Almost half of Americans have heart disease, a significant increase over prior years largely because of a newly expanded definition of high blood pressure, the American Heart Association said Thursday.
The report in the journal Circulation found that 121.5 million adults in the United States in 2016 "have some type of cardiovascular disease."
By definition, cardiovascular disease includes coronary heart disease, heart failure, stroke and high blood pressure.
In 2017, the American Heart Association and American College of Cardiology updated the definition of high blood pressure as a reading of 130/80 mm Hg. Before, it was 140/90 mm Hg.
If high blood pressure were excluded from the new statistics, just nine percent of US adults (24.3 million in 2016) would be classified as heaving cardiovascular disease.
"As one of the most common and dangerous risk factors for heart disease and stroke, this overwhelming presence of high blood pressure can't be dismissed from the equation in our fight against cardiovascular disease," said Ivor Benjamin, volunteer president of the American Heart Association and director of the Cardiovascular Center at the Medical College of Wisconsin in Milwaukee.

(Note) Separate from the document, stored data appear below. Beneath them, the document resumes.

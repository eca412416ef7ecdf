use super::domain::{AclType, Caller, StorageObject};
use crate::errors::ServiceError;

/// Whether `caller` may mutate `object`. Reads are never ACL-checked.
pub fn can_write(object: &StorageObject, caller: &Caller) -> bool {
    match object.acl_type {
        AclType::Public => true,
        AclType::Admin => caller.is_authenticated(),
        AclType::User => caller.user_id.as_deref() == Some(object.acl_param.as_str()),
    }
}

pub fn ensure_can_write(object: &StorageObject, caller: &Caller) -> Result<(), ServiceError> {
    if can_write(object, caller) {
        Ok(())
    } else {
        Err(ServiceError::Unauthorized(format!("write denied on object {}", object.object_id)))
    }
}

#[cfg(test)]
mod tests {
    use super::*;
    use crate::storage::domain::StorageObjectInput;
    use chrono::Utc;

    fn object(acl_type: AclType, param: Option<&str>) -> StorageObject {
        StorageObjectInput::new("o", "T", "{}")
            .with_acl(acl_type, param.map(str::to_string))
            .into_new_object(Utc::now())
    }

    #[test]
    fn public_allows_anyone() {
        assert!(can_write(&object(AclType::Public, None), &Caller::anonymous()));
    }

    #[test]
    fn admin_requires_authentication_only() {
        let o = object(AclType::Admin, None);
        assert!(!can_write(&o, &Caller::anonymous()));
        assert!(can_write(&o, &Caller::user("anyone")));
    }

    #[test]
    fn user_requires_owner() {
        let o = object(AclType::User, Some("alice"));
        assert!(can_write(&o, &Caller::user("alice")));
        assert!(!can_write(&o, &Caller::user("bob")));
        assert!(matches!(ensure_can_write(&o, &Caller::anonymous()), Err(ServiceError::Unauthorized(_))));
    }

    #[test]
    fn user_acl_without_owner_rejects_anonymous() {
        // empty AclParam must not match a missing identity
        let o = object(AclType::User, None);
        assert!(!can_write(&o, &Caller::anonymous()));
    }
}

"Research has shown that eliminating high blood pressure could have a larger impact on cardiovascular disease deaths than the elimination of all other risk factors among women and all except smoking among men."
Heart disease is the world's leading killer, taking 17.6 million lives in 2016.
The global toll was down slightly from 2015, when 17.9 million lives were lost from heart disease.
In the United States, the numbers are moving in the opposite direction.
"After decades of a steady decline in the US, cardiovascular disease deaths are on the rise (840,678 deaths in 2016 up from 836,546 in 2015)," said the report.
About 80 percent of cardiovascular diseases can be prevented, through healthy lifestyle choices like diet, exercise, maintaining a healthy weight and not smoking; and by controlling high blood pressure, diabetes and high cholesterol, the AHA said.